### EXERCISE BRIEF:
In the data, find each line where the word "GammaNegative" appears and list that line.

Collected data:

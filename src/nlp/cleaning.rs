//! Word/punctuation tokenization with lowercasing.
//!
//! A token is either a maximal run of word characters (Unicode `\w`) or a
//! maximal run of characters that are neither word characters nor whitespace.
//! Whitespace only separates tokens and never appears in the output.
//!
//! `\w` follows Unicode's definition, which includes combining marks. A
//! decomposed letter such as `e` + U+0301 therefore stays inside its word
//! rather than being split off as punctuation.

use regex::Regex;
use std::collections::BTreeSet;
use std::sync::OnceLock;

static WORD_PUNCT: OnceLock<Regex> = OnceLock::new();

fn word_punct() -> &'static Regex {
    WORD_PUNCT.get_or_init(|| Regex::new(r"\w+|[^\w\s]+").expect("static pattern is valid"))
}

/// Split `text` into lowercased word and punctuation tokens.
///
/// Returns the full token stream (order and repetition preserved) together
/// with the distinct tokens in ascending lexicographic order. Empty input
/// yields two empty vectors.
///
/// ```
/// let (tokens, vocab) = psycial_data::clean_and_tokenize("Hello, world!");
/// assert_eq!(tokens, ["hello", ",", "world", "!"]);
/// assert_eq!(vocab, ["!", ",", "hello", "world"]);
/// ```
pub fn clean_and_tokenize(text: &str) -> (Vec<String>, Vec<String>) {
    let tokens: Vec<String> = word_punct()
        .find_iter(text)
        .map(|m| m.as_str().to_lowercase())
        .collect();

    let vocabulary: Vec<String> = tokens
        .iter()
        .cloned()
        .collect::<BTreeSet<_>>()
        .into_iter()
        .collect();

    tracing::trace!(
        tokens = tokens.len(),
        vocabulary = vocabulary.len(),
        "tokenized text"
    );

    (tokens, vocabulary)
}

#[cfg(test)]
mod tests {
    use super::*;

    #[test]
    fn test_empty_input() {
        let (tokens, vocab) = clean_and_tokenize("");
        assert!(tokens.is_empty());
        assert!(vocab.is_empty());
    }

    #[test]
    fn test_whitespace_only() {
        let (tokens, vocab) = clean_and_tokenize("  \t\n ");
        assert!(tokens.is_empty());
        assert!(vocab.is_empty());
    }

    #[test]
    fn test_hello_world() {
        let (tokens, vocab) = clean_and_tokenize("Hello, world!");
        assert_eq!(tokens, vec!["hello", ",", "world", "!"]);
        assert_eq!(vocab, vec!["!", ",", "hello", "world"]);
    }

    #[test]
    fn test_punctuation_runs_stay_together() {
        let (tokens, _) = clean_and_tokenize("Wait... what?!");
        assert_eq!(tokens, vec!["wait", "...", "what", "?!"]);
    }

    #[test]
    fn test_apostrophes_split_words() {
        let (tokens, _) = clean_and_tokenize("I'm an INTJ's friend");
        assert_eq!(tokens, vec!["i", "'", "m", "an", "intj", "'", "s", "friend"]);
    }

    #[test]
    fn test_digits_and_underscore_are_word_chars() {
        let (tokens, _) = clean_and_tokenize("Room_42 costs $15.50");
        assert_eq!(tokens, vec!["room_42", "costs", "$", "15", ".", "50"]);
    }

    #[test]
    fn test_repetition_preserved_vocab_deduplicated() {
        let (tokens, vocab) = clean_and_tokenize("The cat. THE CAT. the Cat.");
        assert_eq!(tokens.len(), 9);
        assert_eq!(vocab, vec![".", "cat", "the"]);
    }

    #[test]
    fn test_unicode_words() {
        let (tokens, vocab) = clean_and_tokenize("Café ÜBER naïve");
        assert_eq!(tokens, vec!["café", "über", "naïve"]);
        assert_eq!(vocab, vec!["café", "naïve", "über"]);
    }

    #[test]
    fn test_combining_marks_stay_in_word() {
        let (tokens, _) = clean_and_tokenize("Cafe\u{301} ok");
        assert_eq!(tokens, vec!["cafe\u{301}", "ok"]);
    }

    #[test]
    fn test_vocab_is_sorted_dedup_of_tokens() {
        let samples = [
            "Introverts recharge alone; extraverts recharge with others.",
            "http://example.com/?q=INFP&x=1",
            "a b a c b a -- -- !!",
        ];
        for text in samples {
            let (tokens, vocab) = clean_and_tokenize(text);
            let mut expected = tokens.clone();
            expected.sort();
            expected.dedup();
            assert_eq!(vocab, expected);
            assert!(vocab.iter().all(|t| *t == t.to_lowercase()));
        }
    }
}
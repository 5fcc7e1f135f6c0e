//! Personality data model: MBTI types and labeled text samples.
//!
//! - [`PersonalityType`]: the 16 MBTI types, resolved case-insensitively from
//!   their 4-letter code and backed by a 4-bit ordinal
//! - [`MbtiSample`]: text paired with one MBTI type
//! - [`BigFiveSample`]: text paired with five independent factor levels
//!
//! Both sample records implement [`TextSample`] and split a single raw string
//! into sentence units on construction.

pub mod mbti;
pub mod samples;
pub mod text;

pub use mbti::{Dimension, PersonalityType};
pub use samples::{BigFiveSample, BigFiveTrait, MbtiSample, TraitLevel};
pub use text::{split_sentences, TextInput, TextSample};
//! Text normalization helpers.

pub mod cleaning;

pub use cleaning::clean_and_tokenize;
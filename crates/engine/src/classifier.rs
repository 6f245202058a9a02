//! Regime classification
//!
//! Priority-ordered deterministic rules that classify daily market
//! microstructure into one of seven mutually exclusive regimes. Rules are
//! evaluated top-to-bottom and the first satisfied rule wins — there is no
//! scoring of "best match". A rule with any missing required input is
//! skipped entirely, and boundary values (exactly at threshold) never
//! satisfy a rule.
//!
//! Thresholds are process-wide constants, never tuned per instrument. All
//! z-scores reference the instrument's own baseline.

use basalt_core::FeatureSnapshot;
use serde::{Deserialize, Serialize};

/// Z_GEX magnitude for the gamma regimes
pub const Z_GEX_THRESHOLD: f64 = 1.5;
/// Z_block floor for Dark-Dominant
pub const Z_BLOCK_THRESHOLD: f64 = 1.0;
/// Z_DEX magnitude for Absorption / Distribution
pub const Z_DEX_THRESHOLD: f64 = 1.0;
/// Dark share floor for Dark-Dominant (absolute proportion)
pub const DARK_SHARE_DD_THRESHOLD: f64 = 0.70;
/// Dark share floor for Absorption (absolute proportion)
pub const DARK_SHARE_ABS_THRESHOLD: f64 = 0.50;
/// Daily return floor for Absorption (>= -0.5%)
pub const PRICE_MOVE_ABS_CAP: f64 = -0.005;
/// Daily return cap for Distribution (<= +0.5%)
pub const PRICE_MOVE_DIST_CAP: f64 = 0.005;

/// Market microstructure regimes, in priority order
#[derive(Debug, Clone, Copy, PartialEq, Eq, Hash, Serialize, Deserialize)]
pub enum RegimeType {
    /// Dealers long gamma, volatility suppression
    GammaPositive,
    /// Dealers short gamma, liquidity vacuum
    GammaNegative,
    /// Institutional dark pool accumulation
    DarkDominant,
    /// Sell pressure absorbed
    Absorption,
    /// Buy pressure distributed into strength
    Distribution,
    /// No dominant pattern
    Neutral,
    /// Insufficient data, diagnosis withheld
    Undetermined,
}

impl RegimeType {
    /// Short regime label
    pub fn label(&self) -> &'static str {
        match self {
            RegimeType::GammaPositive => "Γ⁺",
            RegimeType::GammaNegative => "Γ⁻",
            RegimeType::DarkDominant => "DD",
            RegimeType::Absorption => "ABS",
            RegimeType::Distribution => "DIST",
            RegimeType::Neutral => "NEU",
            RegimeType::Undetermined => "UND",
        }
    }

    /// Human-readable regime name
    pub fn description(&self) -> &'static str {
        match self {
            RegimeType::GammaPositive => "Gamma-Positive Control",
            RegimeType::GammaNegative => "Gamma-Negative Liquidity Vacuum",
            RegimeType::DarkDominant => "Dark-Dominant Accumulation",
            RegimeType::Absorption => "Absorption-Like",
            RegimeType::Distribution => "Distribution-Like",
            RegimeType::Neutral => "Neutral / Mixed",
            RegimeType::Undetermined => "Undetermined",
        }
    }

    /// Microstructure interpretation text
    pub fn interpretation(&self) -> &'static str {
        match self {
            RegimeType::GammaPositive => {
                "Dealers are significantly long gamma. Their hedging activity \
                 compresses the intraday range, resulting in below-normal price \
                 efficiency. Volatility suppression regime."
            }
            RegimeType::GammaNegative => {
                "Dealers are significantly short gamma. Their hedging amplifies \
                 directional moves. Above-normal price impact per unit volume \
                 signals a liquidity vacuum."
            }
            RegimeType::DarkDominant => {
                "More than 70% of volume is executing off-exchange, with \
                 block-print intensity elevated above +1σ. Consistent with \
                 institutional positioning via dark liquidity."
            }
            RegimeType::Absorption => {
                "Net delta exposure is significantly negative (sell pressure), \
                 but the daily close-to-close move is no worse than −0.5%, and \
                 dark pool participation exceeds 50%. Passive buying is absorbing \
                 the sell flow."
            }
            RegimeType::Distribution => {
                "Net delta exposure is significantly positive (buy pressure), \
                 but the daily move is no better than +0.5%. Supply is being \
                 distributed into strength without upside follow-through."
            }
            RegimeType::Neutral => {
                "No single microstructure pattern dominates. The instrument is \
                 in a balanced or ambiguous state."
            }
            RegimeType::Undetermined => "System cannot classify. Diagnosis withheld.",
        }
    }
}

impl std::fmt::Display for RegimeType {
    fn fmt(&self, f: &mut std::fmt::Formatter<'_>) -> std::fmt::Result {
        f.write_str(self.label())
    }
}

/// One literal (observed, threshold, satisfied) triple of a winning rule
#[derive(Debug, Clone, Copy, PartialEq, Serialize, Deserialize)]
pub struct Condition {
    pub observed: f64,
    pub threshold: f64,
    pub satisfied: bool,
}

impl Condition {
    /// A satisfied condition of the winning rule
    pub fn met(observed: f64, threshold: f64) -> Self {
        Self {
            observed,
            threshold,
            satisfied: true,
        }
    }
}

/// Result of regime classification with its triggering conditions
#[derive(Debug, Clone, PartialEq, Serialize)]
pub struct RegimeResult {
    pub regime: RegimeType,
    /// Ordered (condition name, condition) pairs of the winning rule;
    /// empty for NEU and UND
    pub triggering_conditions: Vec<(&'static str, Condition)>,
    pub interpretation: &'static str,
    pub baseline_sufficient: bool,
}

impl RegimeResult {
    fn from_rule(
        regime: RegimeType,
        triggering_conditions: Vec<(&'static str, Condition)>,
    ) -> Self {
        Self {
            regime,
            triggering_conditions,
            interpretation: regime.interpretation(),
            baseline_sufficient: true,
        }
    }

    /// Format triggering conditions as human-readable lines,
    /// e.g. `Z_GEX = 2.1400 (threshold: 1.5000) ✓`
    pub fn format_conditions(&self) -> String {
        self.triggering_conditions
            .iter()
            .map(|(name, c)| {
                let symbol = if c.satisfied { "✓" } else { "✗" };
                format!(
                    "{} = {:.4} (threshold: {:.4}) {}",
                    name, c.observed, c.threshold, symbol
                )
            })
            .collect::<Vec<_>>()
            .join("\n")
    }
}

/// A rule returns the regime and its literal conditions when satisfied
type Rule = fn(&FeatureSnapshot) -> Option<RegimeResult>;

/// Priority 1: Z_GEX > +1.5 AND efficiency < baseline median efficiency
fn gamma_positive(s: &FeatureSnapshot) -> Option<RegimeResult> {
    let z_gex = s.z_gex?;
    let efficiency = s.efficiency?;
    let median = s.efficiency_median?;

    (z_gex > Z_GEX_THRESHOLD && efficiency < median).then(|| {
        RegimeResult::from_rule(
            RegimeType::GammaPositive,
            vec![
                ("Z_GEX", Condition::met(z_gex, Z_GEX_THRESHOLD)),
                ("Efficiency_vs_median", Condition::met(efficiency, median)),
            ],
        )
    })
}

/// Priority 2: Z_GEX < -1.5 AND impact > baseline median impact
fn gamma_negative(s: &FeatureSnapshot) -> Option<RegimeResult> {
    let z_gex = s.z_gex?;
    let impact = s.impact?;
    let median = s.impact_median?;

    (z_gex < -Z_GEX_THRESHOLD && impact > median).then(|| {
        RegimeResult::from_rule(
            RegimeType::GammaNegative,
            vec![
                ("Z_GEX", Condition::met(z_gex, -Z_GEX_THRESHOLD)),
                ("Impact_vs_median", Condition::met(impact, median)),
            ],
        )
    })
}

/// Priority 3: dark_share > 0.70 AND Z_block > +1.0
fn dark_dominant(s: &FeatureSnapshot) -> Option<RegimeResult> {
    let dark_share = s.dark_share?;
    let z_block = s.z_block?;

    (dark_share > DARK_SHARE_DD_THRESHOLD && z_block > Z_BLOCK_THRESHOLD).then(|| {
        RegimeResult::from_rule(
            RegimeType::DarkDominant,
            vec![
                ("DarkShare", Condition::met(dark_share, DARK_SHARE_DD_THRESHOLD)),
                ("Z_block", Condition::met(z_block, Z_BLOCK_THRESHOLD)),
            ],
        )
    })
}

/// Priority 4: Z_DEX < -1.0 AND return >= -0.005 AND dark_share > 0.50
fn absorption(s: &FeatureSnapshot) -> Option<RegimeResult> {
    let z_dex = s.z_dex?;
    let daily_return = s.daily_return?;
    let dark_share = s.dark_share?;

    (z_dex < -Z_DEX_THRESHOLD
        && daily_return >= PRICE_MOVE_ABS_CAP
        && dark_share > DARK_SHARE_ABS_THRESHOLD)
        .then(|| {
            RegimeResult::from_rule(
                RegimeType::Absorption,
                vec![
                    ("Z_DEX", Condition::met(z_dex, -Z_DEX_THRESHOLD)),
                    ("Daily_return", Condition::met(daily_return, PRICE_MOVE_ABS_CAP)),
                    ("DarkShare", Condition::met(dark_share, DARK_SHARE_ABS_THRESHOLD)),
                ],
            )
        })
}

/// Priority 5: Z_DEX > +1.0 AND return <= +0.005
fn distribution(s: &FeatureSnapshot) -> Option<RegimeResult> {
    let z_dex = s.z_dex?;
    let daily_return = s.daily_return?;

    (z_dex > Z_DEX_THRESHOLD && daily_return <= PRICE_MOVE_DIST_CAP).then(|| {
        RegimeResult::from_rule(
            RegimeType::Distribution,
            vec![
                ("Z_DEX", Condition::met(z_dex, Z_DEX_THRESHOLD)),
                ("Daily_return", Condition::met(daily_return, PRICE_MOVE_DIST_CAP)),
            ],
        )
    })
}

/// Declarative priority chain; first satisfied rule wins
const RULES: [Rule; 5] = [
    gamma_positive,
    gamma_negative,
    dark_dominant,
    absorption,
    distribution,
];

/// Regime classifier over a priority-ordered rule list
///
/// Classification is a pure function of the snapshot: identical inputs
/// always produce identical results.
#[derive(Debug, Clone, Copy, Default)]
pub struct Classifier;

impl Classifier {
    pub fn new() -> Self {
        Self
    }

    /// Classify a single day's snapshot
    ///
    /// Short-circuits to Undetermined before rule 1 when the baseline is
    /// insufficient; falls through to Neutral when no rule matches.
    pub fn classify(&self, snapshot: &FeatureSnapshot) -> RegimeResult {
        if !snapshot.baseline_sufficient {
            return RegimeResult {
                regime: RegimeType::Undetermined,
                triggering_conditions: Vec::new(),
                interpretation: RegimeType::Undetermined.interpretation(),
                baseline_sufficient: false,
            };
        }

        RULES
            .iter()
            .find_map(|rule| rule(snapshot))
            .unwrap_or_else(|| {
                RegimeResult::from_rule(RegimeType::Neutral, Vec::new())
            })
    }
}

### EXERCISE SOLUTION:
    GammaNegative,
            RegimeType::GammaNegative => "Γ⁻",
            RegimeType::GammaNegative => "Gamma-Negative Liquidity Vacuum",
            RegimeType::GammaNegative => {
            RegimeType::GammaNegative,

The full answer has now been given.